Le numéro de la Revue des Deux Mondes du 15 mars 1840 fut très remarqué et très commenté à l’Académie des sciences. Un écrivain spirituel, bien informé, modéré dans son langage, et, en apparence au moins, impartial dans ses jugemens, dénonçait, dans une lettre sans signature sur l’Etat des sciences en France, les abus qui menaçaient l’avenir de l’Académie, signalait les influences qui la dirigeaient et les coteries qui la troublaient.

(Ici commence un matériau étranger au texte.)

fn init_tracing(verbose: bool) {
    let level = if verbose { "debug" } else { "info" };
    tracing_subscriber::registry()
        .with(
            tracing_subscriber::EnvFilter::try_from_default_env().unwrap_or_else(|_| {
                format!("mannequin={level},mannequin_engine={level}").into()
            }),
        )
        .with(
            tracing_subscriber::fmt::layer()
                .with_target(false)
                .with_writer(io::stderr),
        )
        .init();
}

fn run(cli: Cli) -> Result<i32> {
    let stdout = io::stdout();
    match cli.command {
        Command::Generate(args) => run_generate(args, &mut stdout.lock()),
        Command::Session(args) => {
            run_session(args)?;
            Ok(0)
        }
        Command::Normalize(args) => {
            run_normalize(args, &mut stdout.lock())?;
            Ok(0)
        }
        Command::Models => {
            run_models(&mut stdout.lock())?;
            Ok(0)
        }
    }
}

fn load_config(common: &ConfigArgs) -> Result<MannequinConfig> {
    let mut config = MannequinConfig::load(common.config.as_deref())?;
    if let Some(model) = common
        .model
        .as_deref()
        .map(str::trim)
        .filter(|value| !value.is_empty())
    {
        config.model = Some(model.to_string());
    }
    Ok(config)
}

fn events_path(common: &ConfigArgs, out: &Path) -> PathBuf {
    common
        .events
        .clone()
        .unwrap_or_else(|| out.join("events.jsonl"))
}

fn run_generate(args: GenerateArgs, out: &mut impl Write) -> Result<i32> {
    let config = load_config(&args.common)?;
    let angles = config.angles.subset(&args.angles)?;
    let source = SourceImage::open(&args.image)?;
    let session = VariantSession::new(angles);
    let events = EventWriter::new(events_path(&args.common, &args.out), session.session_id());
    let orchestrator = Orchestrator::from_config(&config, events)?;
    generate_and_export(&orchestrator, session, &source, &args.id, &args.out, out)
}

/// Runs one batch and exports whatever succeeded. A provider rejection is
/// returned as an error and nothing is exported.
fn generate_and_export(
    orchestrator: &Orchestrator,
    mut session: VariantSession,
    source: &SourceImage,
    pose_id: &str,
    out_dir: &Path,
    out: &mut impl Write,
) -> Result<i32> {
    if let Some(note) = orchestrator.selection_note() {
        writeln!(out, "{note}")?;
    }

    orchestrator.start_session(&session);
    let report = orchestrator.generate_batch(&mut session, source)?;
    print_report(&report, out)?;

    if session.populated_count() > 0 {
        let summary = export_session(
            &session,
            pose_id,
            out_dir,
            orchestrator.normalize_params(),
            orchestrator.events(),
        )?;
        writeln!(
            out,
            "Exported {} file(s) to {}",
            summary.files.len(),
            summary.directory.display()
        )?;
    }

    Ok(if report.all_succeeded() {
        0
    } else {
        EXIT_INCOMPLETE
    })
}

fn print_report(report: &BatchReport, out: &mut impl Write) -> Result<()> {
    for outcome in &report.outcomes {
        match outcome {
            AngleOutcome::Generated {
                angle,
                quality,
                size_kb,
                within_budget,
            } => {
                let note = if *within_budget { "" } else { " (over budget)" };
                writeln!(out, "{angle}: ok, quality {quality}, {size_kb:.1} KB{note}")?;
            }
            AngleOutcome::Failed(failure) => writeln!(out, "{failure}")?,
        }
    }
    Ok(())
}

Il ne saurait y avoir un grand inconvénient, — disait l’auteur anonyme, — à répéter tout haut ce que déjà tant de personnes disent tout bas ; et, d’ailleurs, il est bon que les faits dont j’ai à vous entretenir soient constatés par un contemporain, afin que, si quelque érudit des temps futurs parvient d’ici à cent ans à découvrir dans un coin cet écrit, et s’il a le courage de le lire, il puisse y trouver l’explication des événemens qui se passent de nos jours à l’Académie des sciences, et qui ne seront consignés ni dans les éloges, ni dans les relations officielles.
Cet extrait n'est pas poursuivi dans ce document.